Fox Valley Labor News staff reports
Thursday, Jan. 28, 2016
CHICAGO — Days away from his second State of the State address, Gov. Bruce Rauner is trying to distract from the fact he has failed to pass a state budget during his first year in office by announcing he will now support Democratic Senate President John Cullerton’s pension proposal — only Cullerton says it’s not his plan.
Hours after Rauners’ announcement, Cullerton released a statement and spoke out about the governor’s remarks.
“It’s not my plan. It goes beyond what we discussed and beyond what I support.” The statement also highlighted what he called a “fundamental disagreement role the role of collective bargaining.” He firmly believes collective bargaining should continue to exist, and the governor does not share that ideal.
Last spring, Cullerton called for a “consideration” model, which would offer public employees a “choice” between receiving cost-of-living-increases, or including pay raises in the calculation of their retirement benefits.

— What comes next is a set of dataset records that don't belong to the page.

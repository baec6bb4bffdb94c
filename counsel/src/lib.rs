mod app;
pub mod cli;
mod format;
pub mod logging;

pub use app::App;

Rauner said he wants to take that unconstitutional model further by including a legislative poison pill, proposing to take away workers’ rights to bargain salary increases with their employers.

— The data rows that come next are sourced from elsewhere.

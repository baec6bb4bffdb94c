use crate::endpoints::uploads::UploadFile;
use crate::error::{ApiError, Failure, TransportCode, normalize};
use crate::request::{ApiRequest, Method, RequestData};
use crate::session::{RequestContext, SessionHandle};
use reqwest::RequestBuilder;
use secrecy::ExposeSecret;
use serde::de::DeserializeOwned;
use serde::Serialize;
use std::time::Duration;
use tokio_util::sync::CancellationToken;

pub const DEFAULT_BASE_URL: &str = "http://localhost:3011/";
const DEFAULT_TIMEOUT: Duration = Duration::from_secs(30);
const DEFAULT_RETRIES: u32 = 0;
const APP_USER_AGENT: &str = concat!(env!("CARGO_PKG_NAME"), "/", env!("CARGO_PKG_VERSION"));

#[derive(Debug, Clone)]
pub struct ClientConfig {
    pub base_url: String,
    pub timeout: Duration,
    /// Extra attempts for GET requests that fail on network errors or
    /// timeouts. Off by default; other methods are never retried.
    pub retries: u32,
}

impl Default for ClientConfig {
    fn default() -> Self {
        Self {
            base_url: DEFAULT_BASE_URL.to_string(),
            timeout: DEFAULT_TIMEOUT,
            retries: DEFAULT_RETRIES,
        }
    }
}

/// Per-call knobs.
#[derive(Default, Debug, Clone)]
pub struct CallOptions {
    cancel: Option<CancellationToken>,
    timeout: Option<Duration>,
}

impl CallOptions {
    pub fn new() -> Self {
        Self::default()
    }

    /// Abort the call as soon as `token` is cancelled.
    pub fn cancel_on(mut self, token: CancellationToken) -> Self {
        self.cancel = Some(token);
        self
    }

    pub fn timeout(mut self, timeout: Duration) -> Self {
        self.timeout = Some(timeout);
        self
    }
}

pub struct Client {
    http: reqwest::Client,
    config: ClientConfig,
}

impl Client {
    pub fn new(base_url: &str) -> Result<Self, ApiError> {
        Self::with_config(ClientConfig {
            base_url: base_url.to_string(),
            ..ClientConfig::default()
        })
    }

    pub fn with_config(config: ClientConfig) -> Result<Self, ApiError> {
        let http = reqwest::Client::builder()
            .timeout(config.timeout)
            .user_agent(APP_USER_AGENT)
            .build()
            .map_err(normalize)?;

        Ok(Self { http, config })
    }

    pub fn base_url(&self) -> &str {
        &self.config.base_url
    }

    /// Calls an endpoint that needs no credential.
    pub async fn public_call<R>(
        &self,
        request: R,
        options: CallOptions,
    ) -> Result<R::Response, ApiError>
    where
        R: ApiRequest,
    {
        self.execute(&request, None, &options)
            .await
            .map_err(|failure| settle(failure, None))
    }

    /// Calls an endpoint with the context's bearer token.
    ///
    /// Without a token this fails with the unauthenticated error and never
    /// touches the network. A 401 or 403 from the server marks the context's
    /// session as expired.
    pub async fn authenticated_call<R>(
        &self,
        context: &RequestContext,
        request: R,
        options: CallOptions,
    ) -> Result<R::Response, ApiError>
    where
        R: ApiRequest,
    {
        let Some(token) = context.token() else {
            tracing::debug!(endpoint = %request.endpoint(), "No token for authenticated call");
            return Err(ApiError::unauthenticated());
        };

        self.execute(&request, Some(token.expose_secret()), &options)
            .await
            .map_err(|failure| settle(failure, Some(context.session())))
    }

    /// Submits a file as a multipart form with the context's bearer token.
    pub async fn upload<T>(
        &self,
        context: &RequestContext,
        path: &str,
        file: UploadFile,
        options: CallOptions,
    ) -> Result<T, ApiError>
    where
        T: DeserializeOwned,
    {
        let Some(token) = context.token() else {
            tracing::debug!(path, "No token for upload");
            return Err(ApiError::unauthenticated());
        };

        self.send_upload(path, token.expose_secret(), file, &options)
            .await
            .map_err(|failure| settle(failure, Some(context.session())))
    }

    async fn execute<R>(
        &self,
        request: &R,
        token: Option<&str>,
        options: &CallOptions,
    ) -> Result<R::Response, Failure>
    where
        R: ApiRequest,
    {
        let method = R::METHOD;
        let url = self.url(&request.endpoint());
        let attempts = if method == Method::GET {
            self.config.retries + 1
        } else {
            1
        };

        let mut attempt = 0;
        loop {
            attempt += 1;
            tracing::debug!(
                %method,
                %url,
                attempt,
                authenticated = token.is_some(),
                "Sending request"
            );

            let builder = self.build(method.clone(), &url, request.data(), token, options);
            match dispatch(builder, options).await {
                Err(Failure::Transport {
                    code: TransportCode::Network | TransportCode::Timeout,
                    detail,
                }) if attempt < attempts => {
                    tracing::debug!(%url, attempt, %detail, "Retrying request");
                }
                result => return result.and_then(|body| decode(&body)),
            }
        }
    }

    async fn send_upload<T>(
        &self,
        path: &str,
        token: &str,
        file: UploadFile,
        options: &CallOptions,
    ) -> Result<T, Failure>
    where
        T: DeserializeOwned,
    {
        let url = self.url(path);
        tracing::debug!(%url, file_name = file.file_name(), "Uploading file");

        let mut builder = self
            .http
            .post(&url)
            .bearer_auth(token)
            .multipart(file.into_form()?);
        if let Some(timeout) = options.timeout {
            builder = builder.timeout(timeout);
        }

        let body = dispatch(builder, options).await?;
        decode(&body)
    }

    fn build<D>(
        &self,
        method: Method,
        url: &str,
        data: RequestData<&D>,
        token: Option<&str>,
        options: &CallOptions,
    ) -> RequestBuilder
    where
        D: Serialize,
    {
        let mut builder = self.http.request(method, url);
        builder = match data {
            RequestData::Empty => builder,
            RequestData::Query(query) => builder.query(query),
            RequestData::Json(body) => builder.json(body),
        };
        if let Some(token) = token {
            builder = builder.bearer_auth(token);
        }
        if let Some(timeout) = options.timeout {
            builder = builder.timeout(timeout);
        }
        builder
    }

    fn url(&self, endpoint: &str) -> String {
        format!(
            "{}/{}",
            self.config.base_url.trim_end_matches('/'),
            endpoint.trim_start_matches('/')
        )
    }
}

/// Normalizes a failure and, for authenticated calls, reacts to rejected
/// credentials.
fn settle(failure: Failure, session: Option<&SessionHandle>) -> ApiError {
    let status = failure.status();
    let error = normalize(failure);

    if let (Some(session), Some(401 | 403)) = (session, status) {
        session.mark_expired(&error);
    }

    tracing::warn!(code = error.code(), "Request failed: {}", error.message());
    error
}

async fn dispatch(builder: RequestBuilder, options: &CallOptions) -> Result<Vec<u8>, Failure> {
    match &options.cancel {
        Some(cancel) => {
            tokio::select! {
                biased;
                _ = cancel.cancelled() => {
                    Err(Failure::transport(TransportCode::Canceled, "cancelled by caller"))
                }
                result = send(builder) => result,
            }
        }
        None => send(builder).await,
    }
}

async fn send(builder: RequestBuilder) -> Result<Vec<u8>, Failure> {
    let response = builder.send().await?;
    let status = response.status();
    let body = response.bytes().await?;

    if status.is_success() {
        Ok(body.to_vec())
    } else {
        Err(Failure::Response {
            status: status.as_u16(),
            body: String::from_utf8_lossy(&body).into_owned(),
        })
    }
}

fn decode<T>(body: &[u8]) -> Result<T, Failure>
where
    T: DeserializeOwned,
{
    // No content decodes as JSON null so `EmptyResponse` and `Option` work.
    let body = if body.iter().all(u8::is_ascii_whitespace) {
        b"null".as_slice()
    } else {
        body
    };
    serde_json::from_slice(body).map_err(Failure::from)
}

Rauner insists that removing the right to bargain over wags would ensure the new bill passes constitutional muster.
Sen. Linda Holmes said she will not support any pension reform plan that would remove wage considerations from collective bargaining. “It’s another attack on organized labor,” she stressed.
We Are One Illinois coalition of unions called on the governor to give up on his damaging personal obsession against unions and finally get to work on the real issues impaction our state.

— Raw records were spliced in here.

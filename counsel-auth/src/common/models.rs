use chrono::{serde::ts_seconds, DateTime, Utc};
use serde::{Deserialize, Serialize};

/// Access token as written to the token file
#[derive(Clone, Serialize, Deserialize)]
pub struct StoredToken {
    pub access_token: String,
    pub email: Option<String>,
    #[serde(with = "ts_seconds")]
    pub saved_at: DateTime<Utc>,
}

impl StoredToken {
    pub fn new(access_token: impl Into<String>, email: Option<String>) -> Self {
        Self {
            access_token: access_token.into(),
            email,
            saved_at: Utc::now(),
        }
    }
}

impl std::fmt::Debug for StoredToken {
    fn fmt(&self, f: &mut std::fmt::Formatter<'_>) -> std::fmt::Result {
        f.debug_struct("StoredToken")
            .field("access_token", &"[REDACTED]")
            .field("email", &self.email)
            .field("saved_at", &self.saved_at)
            .finish()
    }
}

“Our coalition has always advocated a responsible solution to the pension funding issue that is both constitutional and fair. His disregard for working families is causing irreparable harm to children and communities across Illinois.
To add to the governor’s bone-headed ideas, a day earlier, his legislative allies proposed a plan for a state takeover of Chicago Public Schools (CPS).
The legislation was called a “lifeline” that would allow an oversight board to take over Chicago Public Schools (CPS), as it drowns in a $500 million budget deficit, and create a path to bankruptcy.
While there were no actual legislation to unveil, two bills will soon be introduced “within the week” to allow CPS and also the city of Chicago to declare bankruptcy, while the other wold create an oversight board for CPS.
In a statement, Cullerton said it won’t happen. “It’s mean-spirited and evidence of their total lack of knowledge of the real problems facing Chicago Public Schools.”
The bankruptcy idea was announced as CPS continues to meet around-the-clock with the Chicago Teachers Union on making a deal that would avert the need for up to 5,000 layoffs.